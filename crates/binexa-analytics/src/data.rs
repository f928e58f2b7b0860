use std::collections::BTreeMap;

use chrono::{DateTime, Utc};
use serde::{Deserialize, Serialize};

use binexa_types::{Base, SessionId};

use crate::event::AnalyticsEvent;

/// One installation's visit record.
#[derive(Clone, Debug, PartialEq, Eq, Serialize, Deserialize)]
#[serde(rename_all = "camelCase")]
pub struct UserSession {
    pub session_id: SessionId,
    pub first_visit: DateTime<Utc>,
    pub last_visit: DateTime<Utc>,
}

/// Conversion counters per source base.
#[derive(Clone, Debug, Default, PartialEq, Eq, Serialize, Deserialize)]
pub struct ConversionsByBase {
    pub binary: u64,
    pub decimal: u64,
    pub hexadecimal: u64,
}

impl ConversionsByBase {
    pub fn get(&self, base: Base) -> u64 {
        match base {
            Base::Binary => self.binary,
            Base::Decimal => self.decimal,
            Base::Hexadecimal => self.hexadecimal,
        }
    }

    pub(crate) fn bump(&mut self, base: Base) {
        let slot = match base {
            Base::Binary => &mut self.binary,
            Base::Decimal => &mut self.decimal,
            Base::Hexadecimal => &mut self.hexadecimal,
        };
        *slot += 1;
    }
}

#[derive(Clone, Debug, Default, PartialEq, Eq, Serialize, Deserialize)]
#[serde(rename_all = "camelCase")]
pub struct ConversionStats {
    pub total: u64,
    pub by_type: ConversionsByBase,
}

/// The whole persisted analytics document.
#[derive(Clone, Debug, Default, PartialEq, Eq, Serialize, Deserialize)]
#[serde(rename_all = "camelCase")]
pub struct AnalyticsData {
    #[serde(default)]
    pub sessions: Vec<UserSession>,
    #[serde(default)]
    pub events: Vec<AnalyticsEvent>,
    /// Event count keyed by event type name.
    #[serde(default)]
    pub button_clicks: BTreeMap<String, u64>,
    #[serde(default)]
    pub conversion_stats: ConversionStats,
}

impl AnalyticsData {
    pub fn session(&self, id: &SessionId) -> Option<&UserSession> {
        self.sessions.iter().find(|s| &s.session_id == id)
    }
}
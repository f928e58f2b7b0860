//! In-memory key-value store for testing and ephemeral use.
//!
//! [`InMemoryKeyValueStore`] keeps every value in a `HashMap` protected by a
//! `RwLock`. An optional quota caps the total bytes held, which lets tests
//! reproduce the "storage full" failures a real backend can report.

use std::collections::HashMap;
use std::sync::RwLock;

use crate::error::{StoreError, StoreResult};
use crate::keys::validate_key;
use crate::traits::KeyValueStore;

/// An in-memory implementation of [`KeyValueStore`].
///
/// Data is lost when the store is dropped.
#[derive(Debug, Default)]
pub struct InMemoryKeyValueStore {
    values: RwLock<HashMap<String, String>>,
    quota: Option<usize>,
}

impl InMemoryKeyValueStore {
    /// Create a new empty store with no quota.
    pub fn new() -> Self {
        Self::default()
    }

    /// Create a store that rejects writes once the stored values would exceed
    /// `limit` bytes in total.
    pub fn with_quota(limit: usize) -> Self {
        Self {
            values: RwLock::new(HashMap::new()),
            quota: Some(limit),
        }
    }

    /// Number of keys currently stored.
    pub fn len(&self) -> usize {
        self.values.read().map(|v| v.len()).unwrap_or(0)
    }

    /// Returns `true` if nothing is stored.
    pub fn is_empty(&self) -> bool {
        self.len() == 0
    }

    /// Total bytes across all stored values.
    pub fn total_bytes(&self) -> usize {
        self.values
            .read()
            .map(|v| v.values().map(String::len).sum())
            .unwrap_or(0)
    }

    /// Sorted list of all keys.
    pub fn keys(&self) -> Vec<String> {
        let mut keys: Vec<String> = self
            .values
            .read()
            .map(|v| v.keys().cloned().collect())
            .unwrap_or_default();
        keys.sort();
        keys
    }
}

impl KeyValueStore for InMemoryKeyValueStore {
    fn get(&self, key: &str) -> StoreResult<Option<String>> {
        validate_key(key)?;
        let values = self
            .values
            .read()
            .map_err(|e| StoreError::Lock(e.to_string()))?;
        Ok(values.get(key).cloned())
    }

    fn set(&self, key: &str, value: &str) -> StoreResult<()> {
        validate_key(key)?;
        let mut values = self
            .values
            .write()
            .map_err(|e| StoreError::Lock(e.to_string()))?;

        if let Some(limit) = self.quota {
            let others: usize = values
                .iter()
                .filter(|(k, _)| k.as_str() != key)
                .map(|(_, v)| v.len())
                .sum();
            let requested = others + value.len();
            if requested > limit {
                return Err(StoreError::QuotaExceeded {
                    key: key.to_string(),
                    requested,
                    limit,
                });
            }
        }

        values.insert(key.to_string(), value.to_string());
        Ok(())
    }

    fn remove(&self, key: &str) -> StoreResult<bool> {
        validate_key(key)?;
        let mut values = self
            .values
            .write()
            .map_err(|e| StoreError::Lock(e.to_string()))?;
        Ok(values.remove(key).is_some())
    }
}

#[cfg(test)]
mod tests {
    use super::*;

    #[test]
    fn set_and_get() {
        let store = InMemoryKeyValueStore::new();
        store.set("greeting", "hola").unwrap();
        assert_eq!(store.get("greeting").unwrap().as_deref(), Some("hola"));
        assert!(store.contains("greeting").unwrap());
    }

    #[test]
    fn get_missing_returns_none() {
        let store = InMemoryKeyValueStore::new();
        assert!(store.get("nope").unwrap().is_none());
        assert!(!store.contains("nope").unwrap());
    }

    #[test]
    fn set_overwrites() {
        let store = InMemoryKeyValueStore::new();
        store.set("k", "1").unwrap();
        store.set("k", "2").unwrap();
        assert_eq!(store.get("k").unwrap().as_deref(), Some("2"));
        assert_eq!(store.len(), 1);
    }

    #[test]
    fn remove_reports_existence() {
        let store = InMemoryKeyValueStore::new();
        store.set("k", "v").unwrap();
        assert!(store.remove("k").unwrap());
        assert!(!store.remove("k").unwrap());
        assert!(store.is_empty());
    }

    #[test]
    fn invalid_key_is_rejected() {
        let store = InMemoryKeyValueStore::new();
        let err = store.set("bad key", "v").unwrap_err();
        assert!(matches!(err, StoreError::InvalidKey { .. }));
    }

    #[test]
    fn quota_rejects_oversized_writes() {
        let store = InMemoryKeyValueStore::with_quota(8);
        store.set("a", "1234").unwrap();
        let err = store.set("b", "12345").unwrap_err();
        assert!(matches!(err, StoreError::QuotaExceeded { limit: 8, .. }));
        assert!(store.get("b").unwrap().is_none());
    }

    #[test]
    fn quota_ignores_value_being_replaced() {
        let store = InMemoryKeyValueStore::with_quota(8);
        store.set("a", "12345678").unwrap();
        store.set("a", "87654321").unwrap();
        assert_eq!(store.total_bytes(), 8);
    }

    #[test]
    fn keys_are_sorted() {
        let store = InMemoryKeyValueStore::new();
        store.set("b", "").unwrap();
        store.set("a", "").unwrap();
        assert_eq!(store.keys(), vec!["a".to_string(), "b".to_string()]);
    }
}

▸ **What is needed**
Your answer must be the full set of records above, reproduced exactly.

▸ **Exercise output**
filename crates/binexa-analytics/src/data.rs
repository f928e58f2b7b0860
use std::collections::BTreeMap;

use chrono::{DateTime, Utc};
use serde::{Deserialize, Serialize};

use binexa_types::{Base, SessionId};

use crate::event::AnalyticsEvent;

/// One installation's visit record.
#[derive(Clone, Debug, PartialEq, Eq, Serialize, Deserialize)]
#[serde(rename_all = "camelCase")]
pub struct UserSession {
    pub session_id: SessionId,
    pub first_visit: DateTime<Utc>,
    pub last_visit: DateTime<Utc>,
}

/// Conversion counters per source base.
#[derive(Clone, Debug, Default, PartialEq, Eq, Serialize, Deserialize)]
pub struct ConversionsByBase {
    pub binary: u64,
    pub decimal: u64,
    pub hexadecimal: u64,
}

impl ConversionsByBase {
    pub fn get(&self, base: Base) -> u64 {
        match base {
            Base::Binary => self.binary,
            Base::Decimal => self.decimal,
            Base::Hexadecimal => self.hexadecimal,
        }
    }

    pub(crate) fn bump(&mut self, base: Base) {
        let slot = match base {
            Base::Binary => &mut self.binary,
            Base::Decimal => &mut self.decimal,
            Base::Hexadecimal => &mut self.hexadecimal,
        };
        *slot += 1;
    }
}

#[derive(Clone, Debug, Default, PartialEq, Eq, Serialize, Deserialize)]
#[serde(rename_all = "camelCase")]
pub struct ConversionStats {
    pub total: u64,
    pub by_type: ConversionsByBase,
}

/// The whole persisted analytics document.
#[derive(Clone, Debug, Default, PartialEq, Eq, Serialize, Deserialize)]
#[serde(rename_all = "camelCase")]
pub struct AnalyticsData {
    #[serde(default)]
    pub sessions: Vec<UserSession>,
    #[serde(default)]
    pub events: Vec<AnalyticsEvent>,
    /// Event count keyed by event type name.
    #[serde(default)]
    pub button_clicks: BTreeMap<String, u64>,
    #[serde(default)]
    pub conversion_stats: ConversionStats,
}

impl AnalyticsData {
    pub fn session(&self, id: &SessionId) -> Option<&UserSession> {
        self.sessions.iter().find(|s| &s.session_id == id)
    }
}
repository f928e58f2b7b0860
//! In-memory key-value store for testing and ephemeral use.
//!
//! [`InMemoryKeyValueStore`] keeps every value in a `HashMap` protected by a
//! `RwLock`. An optional quota caps the total bytes held, which lets tests
//! reproduce the "storage full" failures a real backend can report.

use std::collections::HashMap;
use std::sync::RwLock;

use crate::error::{StoreError, StoreResult};
use crate::keys::validate_key;
use crate::traits::KeyValueStore;

/// An in-memory implementation of [`KeyValueStore`].
///
/// Data is lost when the store is dropped.
#[derive(Debug, Default)]
pub struct InMemoryKeyValueStore {
    values: RwLock<HashMap<String, String>>,
    quota: Option<usize>,
}

impl InMemoryKeyValueStore {
    /// Create a new empty store with no quota.
    pub fn new() -> Self {
        Self::default()
    }

    /// Create a store that rejects writes once the stored values would exceed
    /// `limit` bytes in total.
    pub fn with_quota(limit: usize) -> Self {
        Self {
            values: RwLock::new(HashMap::new()),
            quota: Some(limit),
        }
    }

    /// Number of keys currently stored.
    pub fn len(&self) -> usize {
        self.values.read().map(|v| v.len()).unwrap_or(0)
    }

    /// Returns `true` if nothing is stored.
    pub fn is_empty(&self) -> bool {
        self.len() == 0
    }

    /// Total bytes across all stored values.
    pub fn total_bytes(&self) -> usize {
        self.values
            .read()
            .map(|v| v.values().map(String::len).sum())
            .unwrap_or(0)
    }

    /// Sorted list of all keys.
    pub fn keys(&self) -> Vec<String> {
        let mut keys: Vec<String> = self
            .values
            .read()
            .map(|v| v.keys().cloned().collect())
            .unwrap_or_default();
        keys.sort();
        keys
    }
}

impl KeyValueStore for InMemoryKeyValueStore {
    fn get(&self, key: &str) -> StoreResult<Option<String>> {
        validate_key(key)?;
        let values = self
            .values
            .read()
            .map_err(|e| StoreError::Lock(e.to_string()))?;
        Ok(values.get(key).cloned())
    }

    fn set(&self, key: &str, value: &str) -> StoreResult<()> {
        validate_key(key)?;
        let mut values = self
            .values
            .write()
            .map_err(|e| StoreError::Lock(e.to_string()))?;

        if let Some(limit) = self.quota {
            let others: usize = values
                .iter()
                .filter(|(k, _)| k.as_str() != key)
                .map(|(_, v)| v.len())
                .sum();
            let requested = others + value.len();
            if requested > limit {
                return Err(StoreError::QuotaExceeded {
                    key: key.to_string(),
                    requested,
                    limit,
                });
            }
        }

        values.insert(key.to_string(), value.to_string());
        Ok(())
    }

    fn remove(&self, key: &str) -> StoreResult<bool> {
        validate_key(key)?;
        let mut values = self
            .values
            .write()
            .map_err(|e| StoreError::Lock(e.to_string()))?;
        Ok(values.remove(key).is_some())
    }
}

#[cfg(test)]
mod tests {
    use super::*;

    #[test]
    fn set_and_get() {
        let store = InMemoryKeyValueStore::new();
        store.set("greeting", "hola").unwrap();
        assert_eq!(store.get("greeting").unwrap().as_deref(), Some("hola"));
        assert!(store.contains("greeting").unwrap());
    }

    #[test]
    fn get_missing_returns_none() {
        let store = InMemoryKeyValueStore::new();
        assert!(store.get("nope").unwrap().is_none());
        assert!(!store.contains("nope").unwrap());
    }

    #[test]
    fn set_overwrites() {
        let store = InMemoryKeyValueStore::new();
        store.set("k", "1").unwrap();
        store.set("k", "2").unwrap();
        assert_eq!(store.get("k").unwrap().as_deref(), Some("2"));
        assert_eq!(store.len(), 1);
    }

    #[test]
    fn remove_reports_existence() {
        let store = InMemoryKeyValueStore::new();
        store.set("k", "v").unwrap();
        assert!(store.remove("k").unwrap());
        assert!(!store.remove("k").unwrap());
        assert!(store.is_empty());
    }

    #[test]
    fn invalid_key_is_rejected() {
        let store = InMemoryKeyValueStore::new();
        let err = store.set("bad key", "v").unwrap_err();
        assert!(matches!(err, StoreError::InvalidKey { .. }));
    }

    #[test]
    fn quota_rejects_oversized_writes() {
        let store = InMemoryKeyValueStore::with_quota(8);
        store.set("a", "1234").unwrap();
        let err = store.set("b", "12345").unwrap_err();
        assert!(matches!(err, StoreError::QuotaExceeded { limit: 8, .. }));
        assert!(store.get("b").unwrap().is_none());
    }

    #[test]
    fn quota_ignores_value_being_replaced() {
        let store = InMemoryKeyValueStore::with_quota(8);
        store.set("a", "12345678").unwrap();
        store.set("a", "87654321").unwrap();
        assert_eq!(store.total_bytes(), 8);
    }

    #[test]
    fn keys_are_sorted() {
        let store = InMemoryKeyValueStore::new();
        store.set("b", "").unwrap();
        store.set("a", "").unwrap();
        assert_eq!(store.keys(), vec!["a".to_string(), "b".to_string()]);
    }
}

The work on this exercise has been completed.